Brooklyn College Library MySpace

During the New Web seminar at the University of Victoria, Jim Spadacinni talked a bit about the potential for museums to colonize popular social sites for both exposure and networking. Logic being, regardless of how much one may hate how a site like MySpace looks and feels -why not go where everybody is?

This whole idea seemed a bit gimmicky to me at first, but pretty soon I started wondering how many colleges and universities are on MySpace. So I did a quick search and … the search function on MySpace sucks! It was extremely difficult to find anything when I entered the keyword university or UCLA or Mary Washington. So I searched by groups, but mainly found student clubs, individual pages, and assorted school toolbars.

I had read about a librarian at Brooklyn College who created a profile for their library on MySpace, so this time I did a google search and found it. How about that, a MySpace profile from a library that “colonizes” the virtual spaces where students hang out. Effectively making the Brooklyn College library a different place for some, i.e., a hip, cool place to hang out, research, or even get online and check your myspace account.

Given that colleges and universities are premised upon bringing people together around thinking critically about ideas, interests, and beliefs (making these institutions particular kinds of social networks) -can they ignore these communities (MySpace being just one example) that are developing virtual models that also center around people’s interests, ideas, and shared belief? What might colleges and universities add to such environments? What might they lose by joining them?
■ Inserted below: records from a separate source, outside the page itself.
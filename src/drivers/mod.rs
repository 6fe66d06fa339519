pub mod console;
pub mod keyboard;
pub mod pointer;

use ::crossterm::event::Event;
use ratatui::backend::Backend;
use std::io;
use std::time::Duration;

use crate::ui::UiFrame;

pub use pointer::{PointerEvent, PointerKind};

pub trait InputDriver {
    fn poll(&mut self, timeout: Duration) -> io::Result<bool>;
    fn read(&mut self) -> io::Result<Event>;
    fn set_mouse_capture(&mut self, _enabled: bool) -> io::Result<()> {
        Ok(())
    }
}

impl<T: InputDriver + ?Sized> InputDriver for &mut T {
    fn poll(&mut self, timeout: Duration) -> io::Result<bool> {
        (**self).poll(timeout)
    }

    fn read(&mut self) -> io::Result<Event> {
        (**self).read()
    }

    fn set_mouse_capture(&mut self, enabled: bool) -> io::Result<()> {
        (**self).set_mouse_capture(enabled)
    }
}

pub trait OutputDriver {
    type Backend: Backend;

    fn enter(&mut self) -> io::Result<()>;
    fn exit(&mut self) -> io::Result<()>;

    fn draw<F>(&mut self, f: F) -> io::Result<()>
    where
        F: FnOnce(UiFrame<'_>);
}

#[cfg(test)]
mod tests {
    use super::*;
    use ::crossterm::event::{KeyCode, KeyEvent, KeyModifiers};
    use std::collections::VecDeque;

    struct Scripted(VecDeque<Event>);

    impl InputDriver for Scripted {
        fn poll(&mut self, _timeout: Duration) -> io::Result<bool> {
            Ok(!self.0.is_empty())
        }

        fn read(&mut self) -> io::Result<Event> {
            self.0
                .pop_front()
                .ok_or_else(|| io::Error::other("script exhausted"))
        }
    }

    fn next_event<D: InputDriver>(mut driver: D) -> io::Result<Option<Event>> {
        driver.set_mouse_capture(true)?;
        if driver.poll(Duration::ZERO)? {
            driver.read().map(Some)
        } else {
            Ok(None)
        }
    }

    #[test]
    fn blanket_impl_for_mut_ref_works() {
        let mut d = Scripted(VecDeque::from([Event::Key(KeyEvent::new(
            KeyCode::Char('x'),
            KeyModifiers::NONE,
        ))]));
        assert!(matches!(next_event(&mut d).unwrap(), Some(Event::Key(_))));
        assert!(next_event(&mut d).unwrap().is_none());
    }
}
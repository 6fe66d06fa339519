//! Shared crate-wide constants.
//!
//! Window geometry is expressed in logical pixels. The terminal view divides
//! by [`crate::ui::CellMetrics`] to find the cells a window covers.

/// Smallest width, in pixels, a window can be resized to.
pub const MIN_WINDOW_WIDTH: i32 = 300;

/// Smallest height, in pixels, a window can be resized to.
pub const MIN_WINDOW_HEIGHT: i32 = 200;

/// Height of the window header (title, icon and controls), in pixels.
///
/// The content region of a window is `size.height - HEADER_HEIGHT` pixels
/// tall; a minimized window shows only this strip.
pub const HEADER_HEIGHT: i32 = 48;

/// Base offset of the spawn cascade. A window receiving id `n` is placed at
/// `SPAWN_ORIGIN + n * SPAWN_STEP` on both axes.
pub const SPAWN_ORIGIN: i32 = 100;

/// Per-window step of the spawn cascade.
pub const SPAWN_STEP: i32 = 20;

/// Default pixel width of one terminal column.
pub const DEFAULT_CELL_WIDTH: u16 = 8;

/// Default pixel height of one terminal row.
pub const DEFAULT_CELL_HEIGHT: u16 = 16;
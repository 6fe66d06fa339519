use crossterm::event::{Event, KeyCode, KeyEvent, KeyEventKind, MouseButton, MouseEventKind};
use ratatui::layout::Rect;

use crate::ui::UiFrame;

pub mod aggregator;
pub mod automations;
pub mod browser;
pub mod help_overlay;
pub mod notes;
pub mod status_bar;
pub mod terminal;
pub mod text_input;
pub mod toolbar;

pub use aggregator::{AggregatorPanel, CrawlResult, CrawlStatus};
pub use automations::{Automation, AutomationStatus, AutomationsPanel};
pub use browser::BrowserPanel;
pub use help_overlay::HelpOverlay;
pub use notes::NotesPanel;
pub use status_bar::StatusBar;
pub use terminal::{LineKind, TerminalLine, TerminalPanel};
pub use text_input::TextInput;
pub use toolbar::{Toolbar, ToolbarAction};

pub use crate::component_context::ComponentContext;

/// Window content. The workspace hands each panel the cell area inside its
/// window and forwards input while the window is active.
pub trait Component {
    fn render(&mut self, frame: &mut UiFrame<'_>, area: Rect, ctx: &ComponentContext);

    fn handle_event(&mut self, _event: &Event, _ctx: &ComponentContext) -> bool {
        false
    }
}

/// Key presses only; repeats count, releases do not.
pub(crate) fn key_press(event: &Event) -> Option<&KeyEvent> {
    match event {
        Event::Key(key) if key.kind != KeyEventKind::Release => Some(key),
        _ => None,
    }
}

/// Left-button press position, if `event` is one.
pub(crate) fn left_click(event: &Event) -> Option<(u16, u16)> {
    match event {
        Event::Mouse(mouse) if mouse.kind == MouseEventKind::Down(MouseButton::Left) => {
            Some((mouse.column, mouse.row))
        }
        _ => None,
    }
}

pub(crate) fn is_enter(key: &KeyEvent) -> bool {
    key.code == KeyCode::Enter
}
I would have immediately dismissed the question of whether or not educational institutions should have a presence on a site like MySpace a few months ago, but as of late I am not so sure. What has me re-thinking my earlier assumptions is that at least 2200 people have found Brooklyn College’s Library profile on MySpace interesting enough to befriend it. This library, without compromising its mission in any way, has reached out to at least 2,200 people who have responded in kind. Very, very interesting …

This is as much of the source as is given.